> **Records for this task**
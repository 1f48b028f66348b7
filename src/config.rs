// src/config.rs
use std::env;
use std::str::FromStr;
use std::time::Duration;

use log::warn;

/// Runtime configuration, read once at startup from the environment
/// (`.env` supported via dotenv) and passed by reference everywhere.
#[derive(Debug, Clone)]
pub struct ScannerConfig {
    pub host: String,
    pub port: u16,
    /// How many top-volume instruments make up the universe.
    pub top_n: usize,
    /// Settlement asset suffix used to filter the ticker list.
    pub quote_asset: String,
    pub series_ttl: Duration,
    pub snapshot_ttl: Duration,
    pub batch_size: usize,
    pub inter_group_delay: Duration,
    pub max_retries: u32,
    pub base_delay: Duration,
}

impl Default for ScannerConfig {
    fn default() -> Self {
        Self {
            host: "127.0.0.1".to_string(),
            port: 4000,
            top_n: 1000,
            quote_asset: "USDT".to_string(),
            series_ttl: Duration::from_secs(5 * 60),
            snapshot_ttl: Duration::from_secs(60),
            batch_size: 10,
            inter_group_delay: Duration::from_millis(500),
            max_retries: 5,
            base_delay: Duration::from_secs(1),
        }
    }
}

impl ScannerConfig {
    pub fn from_env() -> Self {
        let defaults = Self::default();
        Self {
            host: env::var("SCANNER_HOST").unwrap_or(defaults.host),
            port: env_parse("SCANNER_PORT", defaults.port),
            top_n: env_parse("SCANNER_TOP_N", defaults.top_n),
            quote_asset: env::var("SCANNER_QUOTE_ASSET").unwrap_or(defaults.quote_asset),
            series_ttl: Duration::from_secs(env_parse(
                "SCANNER_SERIES_TTL_SECS",
                defaults.series_ttl.as_secs(),
            )),
            snapshot_ttl: Duration::from_secs(env_parse(
                "SCANNER_SNAPSHOT_TTL_SECS",
                defaults.snapshot_ttl.as_secs(),
            )),
            batch_size: env_parse("SCANNER_BATCH_SIZE", defaults.batch_size).max(1),
            inter_group_delay: Duration::from_millis(env_parse(
                "SCANNER_INTER_GROUP_DELAY_MS",
                defaults.inter_group_delay.as_millis() as u64,
            )),
            max_retries: env_parse("SCANNER_MAX_RETRIES", defaults.max_retries),
            base_delay: Duration::from_millis(env_parse(
                "SCANNER_RETRY_BASE_DELAY_MS",
                defaults.base_delay.as_millis() as u64,
            )),
        }
    }
}

fn env_parse<T: FromStr + Copy>(key: &str, default: T) -> T {
    match env::var(key) {
        Ok(raw) => raw.parse().unwrap_or_else(|_| {
            warn!("⚠️ [CONFIG] {} has unparseable value {:?}, using default", key, raw);
            default
        }),
        Err(_) => default,
    }
}
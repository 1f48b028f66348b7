// src/signals/summary.rs

use crate::types::{Candle, CandleColor, CandleSummary};

/// Color/volume digest of the last three candles. Returns `None` when the
/// series is shorter than three candles.
pub fn last3_summary(candles: &[Candle]) -> Option<CandleSummary> {
    if candles.len() < 3 {
        return None;
    }
    let last = &candles[candles.len() - 3..];
    Some(CandleSummary {
        colors: last
            .iter()
            .map(|c| {
                if c.close > c.open {
                    CandleColor::Green
                } else {
                    CandleColor::Red
                }
            })
            .collect(),
        volumes: last.iter().map(|c| c.volume).collect(),
    })
}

> **Activity**
If a line in the records contains the word "ScannerConfig", copy it out.

> **Answer section**
pub struct ScannerConfig {
impl Default for ScannerConfig {
impl ScannerConfig {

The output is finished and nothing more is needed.